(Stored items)
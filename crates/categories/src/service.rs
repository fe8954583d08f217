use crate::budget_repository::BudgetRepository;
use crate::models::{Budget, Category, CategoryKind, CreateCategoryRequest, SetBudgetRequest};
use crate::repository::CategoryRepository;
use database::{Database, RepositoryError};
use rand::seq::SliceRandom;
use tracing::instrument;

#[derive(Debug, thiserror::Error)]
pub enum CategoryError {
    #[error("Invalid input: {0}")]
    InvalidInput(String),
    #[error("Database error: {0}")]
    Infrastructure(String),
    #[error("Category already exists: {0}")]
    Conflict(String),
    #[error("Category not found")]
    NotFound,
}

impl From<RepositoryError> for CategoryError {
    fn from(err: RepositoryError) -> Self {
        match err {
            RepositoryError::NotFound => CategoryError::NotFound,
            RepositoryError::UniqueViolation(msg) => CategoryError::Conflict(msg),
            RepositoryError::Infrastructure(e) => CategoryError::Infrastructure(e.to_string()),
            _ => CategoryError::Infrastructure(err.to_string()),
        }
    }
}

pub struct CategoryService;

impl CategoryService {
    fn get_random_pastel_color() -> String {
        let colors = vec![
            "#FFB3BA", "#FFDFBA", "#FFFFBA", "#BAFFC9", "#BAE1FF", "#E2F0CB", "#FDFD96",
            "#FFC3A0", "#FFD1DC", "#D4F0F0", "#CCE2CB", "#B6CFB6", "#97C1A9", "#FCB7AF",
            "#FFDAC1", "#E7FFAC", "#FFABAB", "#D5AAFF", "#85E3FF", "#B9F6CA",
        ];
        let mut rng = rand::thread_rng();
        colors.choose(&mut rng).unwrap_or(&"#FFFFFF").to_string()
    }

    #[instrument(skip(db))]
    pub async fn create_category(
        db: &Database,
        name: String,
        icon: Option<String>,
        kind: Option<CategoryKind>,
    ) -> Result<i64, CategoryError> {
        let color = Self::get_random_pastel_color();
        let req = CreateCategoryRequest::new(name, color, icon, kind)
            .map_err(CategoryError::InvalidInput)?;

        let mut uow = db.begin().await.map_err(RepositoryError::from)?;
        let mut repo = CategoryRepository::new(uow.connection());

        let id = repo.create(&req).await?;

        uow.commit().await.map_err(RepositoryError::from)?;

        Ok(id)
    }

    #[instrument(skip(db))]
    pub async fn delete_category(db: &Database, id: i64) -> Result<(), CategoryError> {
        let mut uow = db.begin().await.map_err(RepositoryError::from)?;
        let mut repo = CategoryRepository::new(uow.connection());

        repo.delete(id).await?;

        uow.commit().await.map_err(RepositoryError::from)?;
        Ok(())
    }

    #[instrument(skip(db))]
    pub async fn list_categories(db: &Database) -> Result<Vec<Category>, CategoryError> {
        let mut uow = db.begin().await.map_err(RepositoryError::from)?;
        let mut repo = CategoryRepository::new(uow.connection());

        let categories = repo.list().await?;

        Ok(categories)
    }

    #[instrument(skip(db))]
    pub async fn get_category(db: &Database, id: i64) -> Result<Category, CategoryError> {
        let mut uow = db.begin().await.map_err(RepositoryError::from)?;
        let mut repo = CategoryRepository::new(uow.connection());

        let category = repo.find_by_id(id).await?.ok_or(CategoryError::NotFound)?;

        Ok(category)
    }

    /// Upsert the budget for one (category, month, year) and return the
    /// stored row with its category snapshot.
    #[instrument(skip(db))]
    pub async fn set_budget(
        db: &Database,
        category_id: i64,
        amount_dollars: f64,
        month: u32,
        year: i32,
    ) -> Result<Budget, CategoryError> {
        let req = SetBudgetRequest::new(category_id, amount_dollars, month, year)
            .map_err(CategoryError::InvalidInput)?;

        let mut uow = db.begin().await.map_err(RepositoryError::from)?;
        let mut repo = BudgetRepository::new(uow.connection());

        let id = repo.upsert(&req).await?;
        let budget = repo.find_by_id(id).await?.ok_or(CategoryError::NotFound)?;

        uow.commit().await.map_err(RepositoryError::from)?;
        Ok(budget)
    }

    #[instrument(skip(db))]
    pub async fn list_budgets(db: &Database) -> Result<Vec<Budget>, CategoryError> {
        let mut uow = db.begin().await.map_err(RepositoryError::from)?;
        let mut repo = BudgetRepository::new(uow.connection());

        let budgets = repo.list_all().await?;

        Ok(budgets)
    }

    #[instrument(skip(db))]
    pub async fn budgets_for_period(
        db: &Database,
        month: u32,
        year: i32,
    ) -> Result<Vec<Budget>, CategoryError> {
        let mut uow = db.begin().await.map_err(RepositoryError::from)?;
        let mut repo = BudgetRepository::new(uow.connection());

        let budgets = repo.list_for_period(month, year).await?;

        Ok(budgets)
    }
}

Work order:
Would you write out all of the data exactly as given?

Task answer:
filename crates/categories/src/service.rs
repository fe8954583d08f217
use crate::budget_repository::BudgetRepository;
use crate::models::{Budget, Category, CategoryKind, CreateCategoryRequest, SetBudgetRequest};
use crate::repository::CategoryRepository;
use database::{Database, RepositoryError};
use rand::seq::SliceRandom;
use tracing::instrument;

#[derive(Debug, thiserror::Error)]
pub enum CategoryError {
    #[error("Invalid input: {0}")]
    InvalidInput(String),
    #[error("Database error: {0}")]
    Infrastructure(String),
    #[error("Category already exists: {0}")]
    Conflict(String),
    #[error("Category not found")]
    NotFound,
}

impl From<RepositoryError> for CategoryError {
    fn from(err: RepositoryError) -> Self {
        match err {
            RepositoryError::NotFound => CategoryError::NotFound,
            RepositoryError::UniqueViolation(msg) => CategoryError::Conflict(msg),
            RepositoryError::Infrastructure(e) => CategoryError::Infrastructure(e.to_string()),
            _ => CategoryError::Infrastructure(err.to_string()),
        }
    }
}

pub struct CategoryService;

impl CategoryService {
    fn get_random_pastel_color() -> String {
        let colors = vec![
            "#FFB3BA", "#FFDFBA", "#FFFFBA", "#BAFFC9", "#BAE1FF", "#E2F0CB", "#FDFD96",
            "#FFC3A0", "#FFD1DC", "#D4F0F0", "#CCE2CB", "#B6CFB6", "#97C1A9", "#FCB7AF",
            "#FFDAC1", "#E7FFAC", "#FFABAB", "#D5AAFF", "#85E3FF", "#B9F6CA",
        ];
        let mut rng = rand::thread_rng();
        colors.choose(&mut rng).unwrap_or(&"#FFFFFF").to_string()
    }

    #[instrument(skip(db))]
    pub async fn create_category(
        db: &Database,
        name: String,
        icon: Option<String>,
        kind: Option<CategoryKind>,
    ) -> Result<i64, CategoryError> {
        let color = Self::get_random_pastel_color();
        let req = CreateCategoryRequest::new(name, color, icon, kind)
            .map_err(CategoryError::InvalidInput)?;

        let mut uow = db.begin().await.map_err(RepositoryError::from)?;
        let mut repo = CategoryRepository::new(uow.connection());

        let id = repo.create(&req).await?;

        uow.commit().await.map_err(RepositoryError::from)?;

        Ok(id)
    }

    #[instrument(skip(db))]
    pub async fn delete_category(db: &Database, id: i64) -> Result<(), CategoryError> {
        let mut uow = db.begin().await.map_err(RepositoryError::from)?;
        let mut repo = CategoryRepository::new(uow.connection());

        repo.delete(id).await?;

        uow.commit().await.map_err(RepositoryError::from)?;
        Ok(())
    }

    #[instrument(skip(db))]
    pub async fn list_categories(db: &Database) -> Result<Vec<Category>, CategoryError> {
        let mut uow = db.begin().await.map_err(RepositoryError::from)?;
        let mut repo = CategoryRepository::new(uow.connection());

        let categories = repo.list().await?;

        Ok(categories)
    }

    #[instrument(skip(db))]
    pub async fn get_category(db: &Database, id: i64) -> Result<Category, CategoryError> {
        let mut uow = db.begin().await.map_err(RepositoryError::from)?;
        let mut repo = CategoryRepository::new(uow.connection());

        let category = repo.find_by_id(id).await?.ok_or(CategoryError::NotFound)?;

        Ok(category)
    }

    /// Upsert the budget for one (category, month, year) and return the
    /// stored row with its category snapshot.
    #[instrument(skip(db))]
    pub async fn set_budget(
        db: &Database,
        category_id: i64,
        amount_dollars: f64,
        month: u32,
        year: i32,
    ) -> Result<Budget, CategoryError> {
        let req = SetBudgetRequest::new(category_id, amount_dollars, month, year)
            .map_err(CategoryError::InvalidInput)?;

        let mut uow = db.begin().await.map_err(RepositoryError::from)?;
        let mut repo = BudgetRepository::new(uow.connection());

        let id = repo.upsert(&req).await?;
        let budget = repo.find_by_id(id).await?.ok_or(CategoryError::NotFound)?;

        uow.commit().await.map_err(RepositoryError::from)?;
        Ok(budget)
    }

    #[instrument(skip(db))]
    pub async fn list_budgets(db: &Database) -> Result<Vec<Budget>, CategoryError> {
        let mut uow = db.begin().await.map_err(RepositoryError::from)?;
        let mut repo = BudgetRepository::new(uow.connection());

        let budgets = repo.list_all().await?;

        Ok(budgets)
    }

    #[instrument(skip(db))]
    pub async fn budgets_for_period(
        db: &Database,
        month: u32,
        year: i32,
    ) -> Result<Vec<Budget>, CategoryError> {
        let mut uow = db.begin().await.map_err(RepositoryError::from)?;
        let mut repo = BudgetRepository::new(uow.connection());

        let budgets = repo.list_for_period(month, year).await?;

        Ok(budgets)
    }
}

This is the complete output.